/FastFeatGen

Faster parallel feature extraction from genome sequence

Primary LanguageJupyter Notebook

FastFeatGen

This is a tool for faster feature extraction from genome sequences and making efficient prediction. To build efficient prediction model, user can go through the following instructions step by step. If user only wants to predict query sequences from our built model, then just go to step Make prediction for query sequences. Currently, FastFeatGen supports text file as shown in dataset.txt file in datasets directory; however, fasta file can also be used with a simple preprocessing.

System Requirements

Users need to have following softwares/tools installed on their PC.

GCC version >= 4.9
OpenMP version >= 4.5
Python version >= 3.6.6
Python packages: sklearn, mathplotlib, keras

Compile and Run feature extraction

To extract features from a dataset, type the following command:

$ g++ -fopenmp -std=c++11 -O3 featureExtraction.cpp -o featureExtraction 
$ ./featureExtraction -in datasets/dataset.txt -out datasets/extractedfile.csv -gen 2 -nt 4 -w 41 -o 2 -p 4 -g 4

Here,
in - name of input data file that contains positive and negative DNA sequences. 
     All positive sequences are followed by all negative sequences. We shuffle those sequences later.
out - name of output file where extraced features will be saved. A csv file name is recommended.
gen - An integer value to denote genome. 2 for rice genome, 3 for rat genome. 0 (or 1) for only feature
     construction from rice (or rat) genome if Positive.csv and Negative.csv files exist in datasets folder.
nt - number of threads to be used to extract features.
w - window size of each DNA sequence.
o - order of position independent features.
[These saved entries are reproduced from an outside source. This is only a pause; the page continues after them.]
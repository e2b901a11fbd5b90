//! Keyhaven HTTP server.
//!
//! A thin Axum boundary over the `keyhaven-core` engine: request parsing,
//! principal extraction, and HTTP error mapping. All policy lives in the
//! engine.

pub mod config;
pub mod error;
pub mod principal;
pub mod routes;
pub mod state;
//! In-memory store backend for testing.
//!
//! All rows live in maps behind a single `RwLock`. Nothing is persistent —
//! data is lost when the process exits. Use this for unit and integration
//! tests where a real store is needed without touching a database.

use std::collections::{BTreeMap, HashMap};
use std::sync::Arc;

use chrono::{DateTime, Utc};
use tokio::sync::RwLock;
use uuid::Uuid;

use crate::models::{
    AuditRow, GrantRow, MembershipRow, OrgRole, OrgRow, SecretRow, SecretVersionRow,
};
use crate::{SecretStore, StoreError};

#[derive(Debug, Default)]
struct Inner {
    orgs: HashMap<Uuid, OrgRow>,
    memberships: HashMap<(Uuid, Uuid), MembershipRow>,
    secrets: HashMap<Uuid, SecretRow>,
    // BTreeMap keyed by (secret, version) keeps snapshots ordered per secret.
    versions: BTreeMap<(Uuid, i32), SecretVersionRow>,
    grants: HashMap<(Uuid, Uuid), GrantRow>,
    audit: Vec<AuditRow>,
}

/// An in-memory [`SecretStore`] backed by plain maps.
///
/// Thread-safe and async-compatible. `Clone` shares state, so a test can
/// hand the same store to the engine and inspect rows afterwards.
#[derive(Debug, Clone, Default)]
pub struct MemoryStore {
    inner: Arc<RwLock<Inner>>,
}

impl MemoryStore {
    /// Create a new empty in-memory store.
    #[must_use]
    pub fn new() -> Self {
        Self::default()
    }

    /// Seed an organization row.
    ///
    /// Organizations are created by out-of-scope tenant provisioning, so
    /// this is an inherent method rather than part of [`SecretStore`].
    pub async fn insert_org(&self, row: OrgRow) {
        self.inner.write().await.orgs.insert(row.id, row);
    }

    /// Seed or replace an organization membership.
    pub async fn upsert_membership(&self, row: MembershipRow) {
        self.inner
            .write()
            .await
            .memberships
            .insert((row.org_id, row.principal_id), row);
    }

    /// Number of audit events recorded so far.
    pub async fn audit_len(&self) -> usize {
        self.inner.read().await.audit.len()
    }
}

#[async_trait::async_trait]
impl SecretStore for MemoryStore {
    async fn get_org(&self, org_id: Uuid) -> Result<Option<OrgRow>, StoreError> {
        Ok(self.inner.read().await.orgs.get(&org_id).cloned())
    }

    async fn org_role(
        &self,
        org_id: Uuid,
        principal_id: Uuid,
    ) -> Result<Option<OrgRole>, StoreError> {
        Ok(self
            .inner
            .read()
            .await
            .memberships
            .get(&(org_id, principal_id))
            .map(|m| m.role))
    }

    async fn insert_secret(&self, row: &SecretRow) -> Result<(), StoreError> {
        let mut inner = self.inner.write().await;
        if inner.secrets.contains_key(&row.id) {
            return Err(StoreError::Duplicate {
                entity: "secret".to_owned(),
            });
        }
        inner.secrets.insert(row.id, row.clone());
        Ok(())
    }

    async fn get_secret(&self, secret_id: Uuid) -> Result<Option<SecretRow>, StoreError> {
        Ok(self.inner.read().await.secrets.get(&secret_id).cloned())
    }

    async fn list_secrets(&self, project_id: Uuid) -> Result<Vec<SecretRow>, StoreError> {
        let inner = self.inner.read().await;
        let mut rows: Vec<SecretRow> = inner
            .secrets
            .values()
            .filter(|s| s.project_id == project_id)
            .cloned()
            .collect();
        rows.sort_by(|a, b| a.name.cmp(&b.name));
        Ok(rows)
    }

    async fn update_secret_value(
        &self,
        secret_id: Uuid,
        expected_version: i32,
        encrypted_value: &[u8],
        integrity_digest: &str,
        updated_by: Uuid,
        updated_at: DateTime<Utc>,
    ) -> Result<bool, StoreError> {
        let mut inner = self.inner.write().await;
        match inner.secrets.get_mut(&secret_id) {
            Some(row) if row.version == expected_version => {
                row.encrypted_value = encrypted_value.to_vec();
                row.integrity_digest = integrity_digest.to_owned();
                row.version = expected_version.saturating_add(1);
                row.updated_by = updated_by;
                row.updated_at = updated_at;
                Ok(true)
            }
            _ => Ok(false),
        }
    }

    async fn delete_secret(&self, secret_id: Uuid) -> Result<bool, StoreError> {
        Ok(self.inner.write().await.secrets.remove(&secret_id).is_some())
    }

    async fn insert_version(&self, row: &SecretVersionRow) -> Result<(), StoreError> {
        let mut inner = self.inner.write().await;
        let key = (row.secret_id, row.version);
        if inner.versions.contains_key(&key) {
            return Err(StoreError::Duplicate {
                entity: "secret version".to_owned(),
            });
        }
        inner.versions.insert(key, row.clone());
        Ok(())
    }

    async fn list_versions(&self, secret_id: Uuid) -> Result<Vec<SecretVersionRow>, StoreError> {
        let inner = self.inner.read().await;
        let mut rows: Vec<SecretVersionRow> = inner
            .versions
            .range((secret_id, i32::MIN)..=(secret_id, i32::MAX))
            .map(|(_, v)| v.clone())
            .collect();
        rows.reverse();
        Ok(rows)
    }

    async fn get_version(
        &self,
        secret_id: Uuid,
        version: i32,
    ) -> Result<Option<SecretVersionRow>, StoreError> {
        Ok(self
            .inner
            .read()
            .await
            .versions
            .get(&(secret_id, version))
            .cloned())
    }

    async fn upsert_grant(&self, row: &GrantRow) -> Result<(), StoreError> {
        self.inner
            .write()
            .await
            .grants
            .insert((row.secret_id, row.principal_id), row.clone());
        Ok(())
    }

    async fn get_grant(
        &self,
        secret_id: Uuid,
        principal_id: Uuid,
    ) -> Result<Option<GrantRow>, StoreError> {
        Ok(self
            .inner
            .read()
            .await
            .grants
            .get(&(secret_id, principal_id))
            .cloned())
    }

    async fn delete_grant(
        &self,
        secret_id: Uuid,
        principal_id: Uuid,
    ) -> Result<bool, StoreError> {
        Ok(self
            .inner
            .write()
            .await
            .grants
            .remove(&(secret_id, principal_id))
            .is_some())
    }

    async fn append_audit(&self, row: &AuditRow) -> Result<Uuid, StoreError> {
        self.inner.write().await.audit.push(row.clone());
        Ok(row.id)
    }

    async fn list_audit(
        &self,
        org_id: Uuid,
        limit: i64,
        offset: i64,
    ) -> Result<Vec<AuditRow>, StoreError> {
        let inner = self.inner.read().await;
        let rows = inner
            .audit
            .iter()
            .rev()
            .filter(|e| e.org_id == org_id)
            .skip(usize::try_from(offset).unwrap_or(0))
            .take(usize::try_from(limit).unwrap_or(usize::MAX))
            .cloned()
            .collect();
        Ok(rows)
    }
}
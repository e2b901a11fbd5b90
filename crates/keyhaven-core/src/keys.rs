//! Per-organization key derivation.
//!
//! Each tenant holds opaque master key material; the 256-bit encryption key
//! for that tenant is derived on demand with PBKDF2-HMAC-SHA-256, using the
//! organization id as the domain-separation salt. Derivation is
//! deterministic, so no derived key is ever stored — only the master
//! material is.
//!
//! The org id is not a random salt. That is a deliberate property of the
//! scheme: introducing a stored random salt would orphan existing
//! ciphertext, so the deterministic salt is kept and the tradeoff is
//! documented in DESIGN.md.

use std::fmt;

use sha2::Sha256;
use uuid::Uuid;
use zeroize::{Zeroize, ZeroizeOnDrop};

use crate::error::CryptoError;

/// PBKDF2 iteration count. High enough to make brute-forcing leaked
/// ciphertext against guessed master material expensive.
pub const PBKDF2_ITERATIONS: u32 = 100_000;

/// A derived 256-bit per-organization encryption key, zeroized on drop.
///
/// The inner bytes are never exposed in `Debug` output.
#[derive(Clone, Zeroize, ZeroizeOnDrop)]
pub struct OrgKey([u8; 32]);

impl OrgKey {
    /// Create a key from raw bytes.
    #[must_use]
    pub fn from_bytes(bytes: [u8; 32]) -> Self {
        Self(bytes)
    }

    /// Borrow the raw key bytes.
    ///
    /// Use with care — the caller must not log or persist these bytes.
    #[must_use]
    pub fn as_bytes(&self) -> &[u8; 32] {
        &self.0
    }
}

impl fmt::Debug for OrgKey {
    fn fmt(&self, f: &mut fmt::Formatter<'_>) -> fmt::Result {
        f.debug_struct("OrgKey")
            .field("bytes", &"[REDACTED]")
            .finish()
    }
}

/// Derive the organization's encryption key from its master key material.
///
/// Deterministic: the same (material, org id) pair always yields the same
/// key. The org id's 16 raw bytes are the salt.
///
/// # Errors
///
/// Returns [`CryptoError::KeyDerivation`] if the master material is empty —
/// a tenant-configuration error, fatal for every operation on that org.
pub fn derive_org_key(master_key_material: &[u8], org_id: Uuid) -> Result<OrgKey, CryptoError> {
    if master_key_material.is_empty() {
        return Err(CryptoError::KeyDerivation {
            org_id,
            reason: "master key material is empty".to_owned(),
        });
    }

    let mut derived = [0u8; 32];
    pbkdf2::pbkdf2_hmac::<Sha256>(
        master_key_material,
        org_id.as_bytes(),
        PBKDF2_ITERATIONS,
        &mut derived,
    );
    Ok(OrgKey::from_bytes(derived))
}
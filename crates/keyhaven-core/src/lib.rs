//! Keyhaven core engine.
//!
//! The tenant-isolated secret management engine: per-organization key
//! derivation, authenticated encryption with an independent integrity
//! digest, append-only version history, composite access evaluation, and a
//! best-effort audit trail, all orchestrated by [`SecretService`] over a
//! pluggable [`SecretStore`](keyhaven_store::SecretStore).
//!
//! This crate holds policy and cryptography only. Persistence lives in
//! `keyhaven-store`; the HTTP surface lives in `keyhaven-server`.

pub mod access;
pub mod audit;
pub mod cipher;
pub mod error;
pub mod export;
pub mod keys;
pub mod service;
pub mod versions;

pub use access::{AccessEvaluator, Action};
pub use audit::{AuditAction, AuditSink};
pub use cipher::EncryptedValue;
pub use error::{CryptoError, SecretError};
pub use export::{render, ExportFormat, ExportedSecret};
pub use keys::{derive_org_key, OrgKey};
pub use service::{
    BulkExport, BulkExportFailure, CreateSecret, OpenedSecret, SecretMeta, SecretService,
};
pub use versions::{VersionEntry, VersionState, VersionStore};
//! Shared application state.
//!
//! A single [`AppState`] is constructed at startup and shared across all
//! Axum handlers via `Arc`.

use keyhaven_core::SecretService;

/// Shared application state passed to all HTTP handlers.
pub struct AppState {
    /// The secret management engine.
    pub service: SecretService,
}

impl std::fmt::Debug for AppState {
    fn fmt(&self, f: &mut std::fmt::Formatter<'_>) -> std::fmt::Result {
        f.debug_struct("AppState").finish_non_exhaustive()
    }
}
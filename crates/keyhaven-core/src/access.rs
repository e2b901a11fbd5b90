//! Composite access evaluation.
//!
//! Whether a principal may act on a secret is decided by combining the
//! organization-level role with the per-secret grant, in this order (first
//! match wins):
//!
//! 1. `owner`/`admin` org role → any action.
//! 2. `developer` → `read`/`write`; never `admin`/`share`.
//! 3. `viewer` → `read` only.
//! 4. No sufficient role → an unexpired grant whose level dominates the
//!    action (`admin` ⊇ `write` ⊇ `read`; `share` requires `admin`).
//! 5. Otherwise deny.
//!
//! A grant with a past expiry is treated as absent without being deleted
//! (lazy expiry). Granting and revoking are themselves `share` actions, so
//! a write-only grantee can never escalate by re-granting.

use std::sync::Arc;

use chrono::{DateTime, Utc};
use serde::{Deserialize, Serialize};
use uuid::Uuid;

use keyhaven_store::models::{GrantRow, OrgRole, Permission, SecretRow};
use keyhaven_store::{SecretStore, StoreError};

/// An action a principal can attempt on a secret.
#[derive(Debug, Clone, Copy, PartialEq, Eq, Serialize, Deserialize)]
#[serde(rename_all = "lowercase")]
pub enum Action {
    Read,
    Write,
    Admin,
    Share,
}

impl std::fmt::Display for Action {
    fn fmt(&self, f: &mut std::fmt::Formatter<'_>) -> std::fmt::Result {
        match self {
            Self::Read => write!(f, "read"),
            Self::Write => write!(f, "write"),
            Self::Admin => write!(f, "admin"),
            Self::Share => write!(f, "share"),
        }
    }
}

impl Action {
    /// Whether a grant at `level` dominates this action.
    #[must_use]
    pub fn satisfied_by(self, level: Permission) -> bool {
        match level {
            Permission::Admin => true,
            Permission::Write => matches!(self, Self::Read | Self::Write),
            Permission::Read => matches!(self, Self::Read),
        }
    }
}

/// Whether an organization role alone permits an action.
#[must_use]
pub fn role_permits(role: OrgRole, action: Action) -> bool {
    match role {
        OrgRole::Owner | OrgRole::Admin => true,
        OrgRole::Developer => matches!(action, Action::Read | Action::Write),
        OrgRole::Viewer => matches!(action, Action::Read),
    }
}

/// Whether a grant is active at `now`. Expiry must be strictly in the
/// future; a grant with no expiry never expires.
#[must_use]
pub fn grant_active(grant: &GrantRow, now: DateTime<Utc>) -> bool {
    grant.expires_at.is_none_or(|expiry| expiry > now)
}

/// Store-backed access evaluator.
pub struct AccessEvaluator {
    store: Arc<dyn SecretStore>,
}

impl AccessEvaluator {
    /// Create an evaluator over the given store.
    #[must_use]
    pub fn new(store: Arc<dyn SecretStore>) -> Self {
        Self { store }
    }

    /// Decide whether `principal` may perform `action` on `secret`.
    ///
    /// The grant lookup only happens when the org role is absent or
    /// insufficient.
    ///
    /// # Errors
    ///
    /// Returns [`StoreError`] if a role or grant lookup fails.
    pub async fn can_perform(
        &self,
        principal: Uuid,
        secret: &SecretRow,
        action: Action,
    ) -> Result<bool, StoreError> {
        if let Some(role) = self.store.org_role(secret.org_id, principal).await? {
            if role_permits(role, action) {
                return Ok(true);
            }
        }

        let grant = self.store.get_grant(secret.id, principal).await?;
        Ok(grant
            .is_some_and(|g| grant_active(&g, Utc::now()) && action.satisfied_by(g.permission)))
    }
}

impl std::fmt::Debug for AccessEvaluator {
    fn fmt(&self, f: &mut std::fmt::Formatter<'_>) -> std::fmt::Result {
        f.debug_struct("AccessEvaluator").finish_non_exhaustive()
    }
}

#[cfg(test)]
#[allow(clippy::unwrap_used)]
mod tests {
    use super::*;
    use chrono::Duration;
    use keyhaven_store::models::{Environment, MembershipRow};
    use keyhaven_store::MemoryStore;

    fn grant(permission: Permission, expires_at: Option<DateTime<Utc>>) -> GrantRow {
        GrantRow {
            secret_id: Uuid::new_v4(),
            principal_id: Uuid::new_v4(),
            permission,
            granted_by: Uuid::new_v4(),
            granted_at: Utc::now(),
            expires_at,
        }
    }

    #[test]
    fn owner_and_admin_permit_everything() {
        for role in [OrgRole::Owner, OrgRole::Admin] {
            for action in [Action::Read, Action::Write, Action::Admin, Action::Share] {
                assert!(role_permits(role, action));
            }
        }
    }

    #[test]
    fn developer_gets_read_write_only() {
        assert!(role_permits(OrgRole::Developer, Action::Read));
        assert!(role_permits(OrgRole::Developer, Action::Write));
        assert!(!role_permits(OrgRole::Developer, Action::Admin));
        assert!(!role_permits(OrgRole::Developer, Action::Share));
    }

    #[test]
    fn viewer_gets_read_only() {
        assert!(role_permits(OrgRole::Viewer, Action::Read));
        assert!(!role_permits(OrgRole::Viewer, Action::Write));
        assert!(!role_permits(OrgRole::Viewer, Action::Share));
    }

    #[test]
    fn permission_dominance() {
        assert!(Action::Read.satisfied_by(Permission::Read));
        assert!(!Action::Write.satisfied_by(Permission::Read));
        assert!(Action::Read.satisfied_by(Permission::Write));
        assert!(Action::Write.satisfied_by(Permission::Write));
        assert!(!Action::Share.satisfied_by(Permission::Write));
        assert!(Action::Share.satisfied_by(Permission::Admin));
        assert!(Action::Admin.satisfied_by(Permission::Admin));
    }

    #[test]
    fn expiry_is_strict_and_lazy() {
        let now = Utc::now();
        assert!(grant_active(&grant(Permission::Read, None), now));
        assert!(grant_active(
            &grant(Permission::Read, Some(now + Duration::hours(1))),
            now
        ));
        assert!(!grant_active(
            &grant(Permission::Read, Some(now - Duration::seconds(1))),
            now
        ));
        // Expiry exactly at evaluation time is not "strictly in the future".
        assert!(!grant_active(&grant(Permission::Read, Some(now)), now));
    }

    fn secret_in(org_id: Uuid) -> SecretRow {
        let now = Utc::now();
        SecretRow {
            id: Uuid::new_v4(),
            org_id,
            project_id: Uuid::new_v4(),
            folder_id: None,
            name: "API_KEY".to_owned(),
            description: None,
            encrypted_value: vec![0; 28],
            integrity_digest: String::new(),
            version: 1,
            environment: Environment::Production,
            created_by: Uuid::new_v4(),
            updated_by: Uuid::new_v4(),
            created_at: now,
            updated_at: now,
        }
    }

    #[tokio::test]
    async fn no_role_no_grant_denies_everything() {
        let store = MemoryStore::new();
        let evaluator = AccessEvaluator::new(Arc::new(store));
        let secret = secret_in(Uuid::new_v4());
        let stranger = Uuid::new_v4();

        for action in [Action::Read, Action::Write, Action::Admin, Action::Share] {
            assert!(!evaluator.can_perform(stranger, &secret, action).await.unwrap());
        }
    }

    #[tokio::test]
    async fn role_in_a_different_org_does_not_carry_over() {
        let store = MemoryStore::new();
        let principal = Uuid::new_v4();
        let other_org = Uuid::new_v4();
        store
            .upsert_membership(MembershipRow {
                org_id: other_org,
                principal_id: principal,
                role: OrgRole::Owner,
                created_at: Utc::now(),
            })
            .await;

        let evaluator = AccessEvaluator::new(Arc::new(store));
        let secret = secret_in(Uuid::new_v4());
        assert!(!evaluator
            .can_perform(principal, &secret, Action::Read)
            .await
            .unwrap());
    }

    #[tokio::test]
    async fn expired_admin_grant_denies_read() {
        let store = MemoryStore::new();
        let principal = Uuid::new_v4();
        let secret = secret_in(Uuid::new_v4());
        store
            .upsert_grant(&GrantRow {
                secret_id: secret.id,
                principal_id: principal,
                permission: Permission::Admin,
                granted_by: Uuid::new_v4(),
                granted_at: Utc::now() - Duration::days(2),
                expires_at: Some(Utc::now() - Duration::days(1)),
            })
            .await
            .unwrap();

        let evaluator = AccessEvaluator::new(Arc::new(store));
        assert!(!evaluator
            .can_perform(principal, &secret, Action::Read)
            .await
            .unwrap());
    }

    #[tokio::test]
    async fn unexpired_grant_dominates() {
        let store = MemoryStore::new();
        let principal = Uuid::new_v4();
        let secret = secret_in(Uuid::new_v4());
        store
            .upsert_grant(&GrantRow {
                secret_id: secret.id,
                principal_id: principal,
                permission: Permission::Write,
                granted_by: Uuid::new_v4(),
                granted_at: Utc::now(),
                expires_at: Some(Utc::now() + Duration::hours(1)),
            })
            .await
            .unwrap();

        let evaluator = AccessEvaluator::new(Arc::new(store));
        assert!(evaluator
            .can_perform(principal, &secret, Action::Read)
            .await
            .unwrap());
        assert!(evaluator
            .can_perform(principal, &secret, Action::Write)
            .await
            .unwrap());
        assert!(!evaluator
            .can_perform(principal, &secret, Action::Share)
            .await
            .unwrap());
    }

    #[tokio::test]
    async fn insufficient_role_falls_through_to_grant() {
        let store = MemoryStore::new();
        let principal = Uuid::new_v4();
        let org_id = Uuid::new_v4();
        let secret = secret_in(org_id);
        store
            .upsert_membership(MembershipRow {
                org_id,
                principal_id: principal,
                role: OrgRole::Viewer,
                created_at: Utc::now(),
            })
            .await;
        store
            .upsert_grant(&GrantRow {
                secret_id: secret.id,
                principal_id: principal,
                permission: Permission::Admin,
                granted_by: Uuid::new_v4(),
                granted_at: Utc::now(),
                expires_at: None,
            })
            .await
            .unwrap();

        let evaluator = AccessEvaluator::new(Arc::new(store));
        // Viewer role alone denies share, but the admin grant permits it.
        assert!(evaluator
            .can_perform(principal, &secret, Action::Share)
            .await
            .unwrap());
    }
}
This is also known as k-mer or n-gram.
p - number of positions to be considered for order $o$-mers while constructing position specific features.
g - number of gap to be considered between two DNA alphabets while constructing di-gapped features. 

Extracted features file 'extractedfile.csv' will be saved in datasets directory.

Run model generations

To build best model from SVM, RF or ETC, run the following:

$ python fastfeatgen.py -f datasets/extractedfile.csv -m 1 -p datasets/Positive.txt -n datasets/Negative.txt

Here,
f - name of extracted feature file.
m - an integer to denote rice (1) or rat(2) genome in output file.
p - name of file that contains positive sequences (one sequence per line).
n - name of file that contains negative sequences (one sequence per line).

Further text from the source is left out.